What is being asked: The required result is a copy of each line below in which "assertions" appears.

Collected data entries
▼▼▼

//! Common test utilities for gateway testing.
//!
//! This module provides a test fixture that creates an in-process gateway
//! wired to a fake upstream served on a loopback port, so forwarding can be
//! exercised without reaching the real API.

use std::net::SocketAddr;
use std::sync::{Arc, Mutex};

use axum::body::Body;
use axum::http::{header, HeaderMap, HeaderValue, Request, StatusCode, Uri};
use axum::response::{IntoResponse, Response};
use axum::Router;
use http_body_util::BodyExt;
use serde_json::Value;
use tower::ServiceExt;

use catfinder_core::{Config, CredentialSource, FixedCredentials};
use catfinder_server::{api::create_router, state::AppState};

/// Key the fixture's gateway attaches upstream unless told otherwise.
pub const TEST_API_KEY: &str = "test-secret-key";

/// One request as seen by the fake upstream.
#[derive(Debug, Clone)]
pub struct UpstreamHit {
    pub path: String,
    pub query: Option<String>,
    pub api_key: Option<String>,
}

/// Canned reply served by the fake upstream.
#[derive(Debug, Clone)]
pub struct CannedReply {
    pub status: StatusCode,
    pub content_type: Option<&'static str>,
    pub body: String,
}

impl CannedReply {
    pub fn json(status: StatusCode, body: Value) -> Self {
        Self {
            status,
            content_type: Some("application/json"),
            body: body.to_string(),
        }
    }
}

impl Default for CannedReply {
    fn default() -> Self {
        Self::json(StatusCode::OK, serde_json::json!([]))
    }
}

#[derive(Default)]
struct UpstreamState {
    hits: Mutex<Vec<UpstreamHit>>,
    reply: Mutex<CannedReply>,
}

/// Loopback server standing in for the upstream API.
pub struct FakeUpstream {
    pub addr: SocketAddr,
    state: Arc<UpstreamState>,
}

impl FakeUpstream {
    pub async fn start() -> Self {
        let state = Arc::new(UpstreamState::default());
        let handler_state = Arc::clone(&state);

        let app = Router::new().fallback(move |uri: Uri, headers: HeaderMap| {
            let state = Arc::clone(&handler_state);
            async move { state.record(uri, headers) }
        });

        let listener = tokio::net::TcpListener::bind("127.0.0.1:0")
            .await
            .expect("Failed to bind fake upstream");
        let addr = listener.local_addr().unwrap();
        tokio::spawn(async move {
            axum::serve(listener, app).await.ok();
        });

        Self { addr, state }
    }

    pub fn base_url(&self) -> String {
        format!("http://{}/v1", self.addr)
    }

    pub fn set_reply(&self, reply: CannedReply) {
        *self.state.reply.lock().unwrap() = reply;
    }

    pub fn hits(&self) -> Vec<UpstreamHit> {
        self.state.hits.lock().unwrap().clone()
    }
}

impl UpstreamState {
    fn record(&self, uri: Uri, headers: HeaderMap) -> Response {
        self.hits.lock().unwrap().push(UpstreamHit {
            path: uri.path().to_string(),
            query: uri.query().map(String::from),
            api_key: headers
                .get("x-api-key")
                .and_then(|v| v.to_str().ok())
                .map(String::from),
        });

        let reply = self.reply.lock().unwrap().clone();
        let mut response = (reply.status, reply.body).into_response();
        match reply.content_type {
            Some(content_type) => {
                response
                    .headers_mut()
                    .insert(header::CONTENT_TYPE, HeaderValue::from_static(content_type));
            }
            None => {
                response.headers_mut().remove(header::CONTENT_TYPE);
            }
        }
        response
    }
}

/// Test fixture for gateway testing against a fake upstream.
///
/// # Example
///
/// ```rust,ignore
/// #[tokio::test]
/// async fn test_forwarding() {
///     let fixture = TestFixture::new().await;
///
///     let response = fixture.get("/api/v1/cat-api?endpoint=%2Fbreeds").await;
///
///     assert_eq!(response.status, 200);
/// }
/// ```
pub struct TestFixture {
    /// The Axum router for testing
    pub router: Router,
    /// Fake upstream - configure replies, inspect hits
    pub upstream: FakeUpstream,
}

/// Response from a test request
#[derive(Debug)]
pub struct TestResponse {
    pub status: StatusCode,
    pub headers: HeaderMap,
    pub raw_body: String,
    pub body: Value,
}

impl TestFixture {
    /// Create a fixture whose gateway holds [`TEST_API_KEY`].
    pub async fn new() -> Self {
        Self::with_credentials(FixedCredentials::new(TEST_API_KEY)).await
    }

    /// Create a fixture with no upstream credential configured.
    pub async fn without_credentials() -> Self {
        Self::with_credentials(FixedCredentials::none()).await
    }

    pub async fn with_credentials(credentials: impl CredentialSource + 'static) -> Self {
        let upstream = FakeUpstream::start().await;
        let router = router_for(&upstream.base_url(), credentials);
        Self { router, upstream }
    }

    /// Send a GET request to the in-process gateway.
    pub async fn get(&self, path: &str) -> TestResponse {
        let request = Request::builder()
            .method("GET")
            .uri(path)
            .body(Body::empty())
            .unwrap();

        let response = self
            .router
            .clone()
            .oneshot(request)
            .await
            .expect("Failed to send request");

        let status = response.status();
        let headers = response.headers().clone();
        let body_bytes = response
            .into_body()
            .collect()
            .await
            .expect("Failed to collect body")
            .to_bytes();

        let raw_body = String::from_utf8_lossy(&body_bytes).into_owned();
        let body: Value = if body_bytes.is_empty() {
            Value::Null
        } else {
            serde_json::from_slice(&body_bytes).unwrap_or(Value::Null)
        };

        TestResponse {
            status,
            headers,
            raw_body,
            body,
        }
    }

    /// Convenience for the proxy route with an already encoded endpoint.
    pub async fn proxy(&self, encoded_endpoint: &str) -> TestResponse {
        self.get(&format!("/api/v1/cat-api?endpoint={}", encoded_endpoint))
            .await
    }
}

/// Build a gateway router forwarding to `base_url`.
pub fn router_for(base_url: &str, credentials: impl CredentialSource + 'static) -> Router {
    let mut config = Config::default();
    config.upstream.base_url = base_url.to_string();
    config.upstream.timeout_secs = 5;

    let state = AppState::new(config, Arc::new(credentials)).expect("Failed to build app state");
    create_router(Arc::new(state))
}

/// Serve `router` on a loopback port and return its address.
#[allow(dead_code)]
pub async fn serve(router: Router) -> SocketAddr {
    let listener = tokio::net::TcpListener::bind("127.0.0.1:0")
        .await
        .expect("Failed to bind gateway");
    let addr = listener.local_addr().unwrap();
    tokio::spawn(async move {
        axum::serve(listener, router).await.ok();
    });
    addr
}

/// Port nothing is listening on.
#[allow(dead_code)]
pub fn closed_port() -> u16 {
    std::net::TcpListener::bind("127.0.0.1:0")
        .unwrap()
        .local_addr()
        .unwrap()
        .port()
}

▲▲▲
▼▼▼

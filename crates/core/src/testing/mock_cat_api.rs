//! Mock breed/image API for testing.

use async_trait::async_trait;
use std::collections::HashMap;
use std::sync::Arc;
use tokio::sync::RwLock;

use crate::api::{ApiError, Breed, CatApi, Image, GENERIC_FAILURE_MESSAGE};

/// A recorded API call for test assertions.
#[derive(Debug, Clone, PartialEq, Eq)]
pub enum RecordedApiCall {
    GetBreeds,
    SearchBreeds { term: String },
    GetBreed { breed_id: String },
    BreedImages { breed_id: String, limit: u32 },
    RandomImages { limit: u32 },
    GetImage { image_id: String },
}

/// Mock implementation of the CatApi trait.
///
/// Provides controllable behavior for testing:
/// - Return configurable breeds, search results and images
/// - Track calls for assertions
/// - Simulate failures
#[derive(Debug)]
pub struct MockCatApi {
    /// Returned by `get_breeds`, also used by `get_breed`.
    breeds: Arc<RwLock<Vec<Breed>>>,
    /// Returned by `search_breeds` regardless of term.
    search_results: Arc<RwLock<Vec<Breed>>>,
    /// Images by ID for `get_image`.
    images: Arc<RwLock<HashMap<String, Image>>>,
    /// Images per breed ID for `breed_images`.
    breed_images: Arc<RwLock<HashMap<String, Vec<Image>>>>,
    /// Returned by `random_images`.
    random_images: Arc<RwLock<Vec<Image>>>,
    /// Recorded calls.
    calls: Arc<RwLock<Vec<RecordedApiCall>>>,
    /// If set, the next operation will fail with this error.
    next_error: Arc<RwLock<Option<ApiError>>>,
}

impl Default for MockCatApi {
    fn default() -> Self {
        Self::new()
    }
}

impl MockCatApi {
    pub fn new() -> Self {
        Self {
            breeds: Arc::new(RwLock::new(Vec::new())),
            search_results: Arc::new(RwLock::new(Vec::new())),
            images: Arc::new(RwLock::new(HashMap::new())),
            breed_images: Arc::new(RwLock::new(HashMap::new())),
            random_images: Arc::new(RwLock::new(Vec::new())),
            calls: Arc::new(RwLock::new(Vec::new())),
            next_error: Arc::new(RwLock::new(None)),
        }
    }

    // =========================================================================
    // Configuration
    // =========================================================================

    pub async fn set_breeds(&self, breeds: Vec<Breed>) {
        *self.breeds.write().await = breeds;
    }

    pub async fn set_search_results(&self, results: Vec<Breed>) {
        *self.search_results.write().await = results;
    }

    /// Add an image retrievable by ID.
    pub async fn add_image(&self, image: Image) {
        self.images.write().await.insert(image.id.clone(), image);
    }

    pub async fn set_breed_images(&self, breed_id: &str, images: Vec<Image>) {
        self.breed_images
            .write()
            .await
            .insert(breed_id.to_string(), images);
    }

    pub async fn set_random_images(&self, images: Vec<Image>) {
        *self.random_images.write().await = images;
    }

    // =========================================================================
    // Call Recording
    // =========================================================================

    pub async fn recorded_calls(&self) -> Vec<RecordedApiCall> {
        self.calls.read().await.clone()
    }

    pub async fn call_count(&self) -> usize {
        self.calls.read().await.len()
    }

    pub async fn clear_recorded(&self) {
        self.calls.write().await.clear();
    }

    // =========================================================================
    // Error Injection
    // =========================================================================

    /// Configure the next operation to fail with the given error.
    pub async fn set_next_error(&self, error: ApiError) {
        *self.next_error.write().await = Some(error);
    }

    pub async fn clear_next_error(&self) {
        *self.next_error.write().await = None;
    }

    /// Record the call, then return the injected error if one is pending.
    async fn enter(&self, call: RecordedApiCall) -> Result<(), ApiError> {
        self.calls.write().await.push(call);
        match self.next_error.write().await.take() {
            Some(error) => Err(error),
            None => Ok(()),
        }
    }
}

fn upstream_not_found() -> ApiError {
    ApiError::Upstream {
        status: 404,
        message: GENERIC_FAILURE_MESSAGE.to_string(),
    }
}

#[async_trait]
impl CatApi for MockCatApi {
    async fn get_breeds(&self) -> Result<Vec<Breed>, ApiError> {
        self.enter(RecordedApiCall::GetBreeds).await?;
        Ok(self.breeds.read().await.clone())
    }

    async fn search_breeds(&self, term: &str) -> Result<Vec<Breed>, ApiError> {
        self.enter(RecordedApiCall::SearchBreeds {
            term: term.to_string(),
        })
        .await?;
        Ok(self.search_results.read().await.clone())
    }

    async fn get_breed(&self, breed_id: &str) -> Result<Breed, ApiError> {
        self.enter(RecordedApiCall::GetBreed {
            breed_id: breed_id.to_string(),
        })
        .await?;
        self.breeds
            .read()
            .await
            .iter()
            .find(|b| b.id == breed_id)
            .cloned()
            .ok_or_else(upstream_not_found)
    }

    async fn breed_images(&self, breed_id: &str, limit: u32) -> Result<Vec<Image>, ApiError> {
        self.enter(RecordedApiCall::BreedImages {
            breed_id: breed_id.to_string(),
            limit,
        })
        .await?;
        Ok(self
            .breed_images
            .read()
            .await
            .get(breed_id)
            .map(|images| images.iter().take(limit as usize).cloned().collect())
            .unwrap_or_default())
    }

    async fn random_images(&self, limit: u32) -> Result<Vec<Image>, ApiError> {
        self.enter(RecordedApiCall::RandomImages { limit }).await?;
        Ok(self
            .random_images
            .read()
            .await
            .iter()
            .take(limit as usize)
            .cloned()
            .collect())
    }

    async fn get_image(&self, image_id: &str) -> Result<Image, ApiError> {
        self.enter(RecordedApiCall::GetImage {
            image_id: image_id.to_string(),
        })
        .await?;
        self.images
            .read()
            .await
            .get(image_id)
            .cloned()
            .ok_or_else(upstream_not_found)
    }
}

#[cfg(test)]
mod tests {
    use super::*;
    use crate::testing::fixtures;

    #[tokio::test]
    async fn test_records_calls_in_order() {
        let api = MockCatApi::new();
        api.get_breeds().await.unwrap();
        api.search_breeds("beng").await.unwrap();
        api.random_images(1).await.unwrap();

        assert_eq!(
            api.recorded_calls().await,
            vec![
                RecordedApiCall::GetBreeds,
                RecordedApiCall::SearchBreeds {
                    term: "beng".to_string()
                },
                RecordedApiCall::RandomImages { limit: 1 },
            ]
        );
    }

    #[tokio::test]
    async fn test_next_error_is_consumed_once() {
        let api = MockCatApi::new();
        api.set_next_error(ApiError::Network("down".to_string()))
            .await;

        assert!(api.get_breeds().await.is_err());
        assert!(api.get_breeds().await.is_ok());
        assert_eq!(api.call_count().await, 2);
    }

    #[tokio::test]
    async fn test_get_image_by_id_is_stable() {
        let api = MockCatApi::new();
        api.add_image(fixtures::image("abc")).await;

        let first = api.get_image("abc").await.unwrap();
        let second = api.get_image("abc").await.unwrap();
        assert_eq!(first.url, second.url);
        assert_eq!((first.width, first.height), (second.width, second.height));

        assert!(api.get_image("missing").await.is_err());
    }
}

▲▲▲
▼▼▼

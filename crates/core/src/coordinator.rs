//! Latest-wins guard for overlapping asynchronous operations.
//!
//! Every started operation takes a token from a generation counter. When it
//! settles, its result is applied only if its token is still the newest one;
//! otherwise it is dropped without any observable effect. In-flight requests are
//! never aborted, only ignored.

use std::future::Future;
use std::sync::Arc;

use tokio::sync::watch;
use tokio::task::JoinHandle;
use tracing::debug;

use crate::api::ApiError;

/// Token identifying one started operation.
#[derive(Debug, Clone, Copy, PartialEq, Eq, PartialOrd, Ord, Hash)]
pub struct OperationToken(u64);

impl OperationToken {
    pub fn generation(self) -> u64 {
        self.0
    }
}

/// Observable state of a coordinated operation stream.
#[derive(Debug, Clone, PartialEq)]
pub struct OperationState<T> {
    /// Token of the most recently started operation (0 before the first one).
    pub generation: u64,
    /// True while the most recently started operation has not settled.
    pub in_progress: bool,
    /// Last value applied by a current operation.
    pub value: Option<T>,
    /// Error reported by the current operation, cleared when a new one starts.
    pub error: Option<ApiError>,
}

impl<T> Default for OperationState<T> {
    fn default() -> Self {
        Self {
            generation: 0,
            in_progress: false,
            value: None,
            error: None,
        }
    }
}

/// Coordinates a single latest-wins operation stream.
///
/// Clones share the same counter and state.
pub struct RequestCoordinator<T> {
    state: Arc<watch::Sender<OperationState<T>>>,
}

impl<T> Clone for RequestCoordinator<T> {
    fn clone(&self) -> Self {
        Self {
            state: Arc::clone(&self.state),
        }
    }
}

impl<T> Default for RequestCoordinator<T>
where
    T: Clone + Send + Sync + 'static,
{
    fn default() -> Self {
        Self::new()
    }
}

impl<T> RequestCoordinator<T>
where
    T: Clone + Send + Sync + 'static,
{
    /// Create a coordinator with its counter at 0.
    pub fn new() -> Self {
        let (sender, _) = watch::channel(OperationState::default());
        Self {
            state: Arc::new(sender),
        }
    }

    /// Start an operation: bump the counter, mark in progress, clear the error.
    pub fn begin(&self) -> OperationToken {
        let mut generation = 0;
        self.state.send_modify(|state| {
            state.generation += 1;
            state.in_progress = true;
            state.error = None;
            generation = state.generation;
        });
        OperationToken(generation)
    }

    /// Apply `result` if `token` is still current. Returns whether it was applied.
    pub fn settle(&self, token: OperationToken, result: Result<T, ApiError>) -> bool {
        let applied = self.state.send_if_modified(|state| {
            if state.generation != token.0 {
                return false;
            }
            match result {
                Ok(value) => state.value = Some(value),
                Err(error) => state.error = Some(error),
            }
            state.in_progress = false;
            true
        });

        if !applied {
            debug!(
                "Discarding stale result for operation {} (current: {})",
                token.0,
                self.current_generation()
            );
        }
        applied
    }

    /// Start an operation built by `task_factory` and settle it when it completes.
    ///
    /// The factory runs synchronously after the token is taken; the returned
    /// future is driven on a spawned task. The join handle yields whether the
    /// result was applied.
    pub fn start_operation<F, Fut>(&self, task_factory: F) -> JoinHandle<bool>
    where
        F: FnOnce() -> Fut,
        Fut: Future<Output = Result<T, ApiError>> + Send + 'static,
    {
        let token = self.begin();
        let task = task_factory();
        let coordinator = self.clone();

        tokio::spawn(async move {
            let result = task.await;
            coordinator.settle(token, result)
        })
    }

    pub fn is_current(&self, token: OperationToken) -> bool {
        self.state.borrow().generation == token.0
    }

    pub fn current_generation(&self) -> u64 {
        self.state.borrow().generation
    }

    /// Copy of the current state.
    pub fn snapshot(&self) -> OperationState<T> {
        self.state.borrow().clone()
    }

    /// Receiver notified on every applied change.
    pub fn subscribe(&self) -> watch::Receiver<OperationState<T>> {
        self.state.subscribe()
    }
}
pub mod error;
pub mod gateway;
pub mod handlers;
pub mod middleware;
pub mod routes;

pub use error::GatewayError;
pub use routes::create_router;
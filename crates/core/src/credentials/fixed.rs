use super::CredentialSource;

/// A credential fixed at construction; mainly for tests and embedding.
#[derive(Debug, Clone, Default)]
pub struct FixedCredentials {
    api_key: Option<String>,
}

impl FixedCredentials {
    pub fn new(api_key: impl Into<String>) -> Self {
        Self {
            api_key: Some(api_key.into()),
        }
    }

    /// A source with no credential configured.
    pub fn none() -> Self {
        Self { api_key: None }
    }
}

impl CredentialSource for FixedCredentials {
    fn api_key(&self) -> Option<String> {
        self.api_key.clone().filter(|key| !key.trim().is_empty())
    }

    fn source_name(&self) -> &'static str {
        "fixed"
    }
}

▲▲▲

Worked solution:
/// A recorded API call for test assertions.
/// - Track calls for assertions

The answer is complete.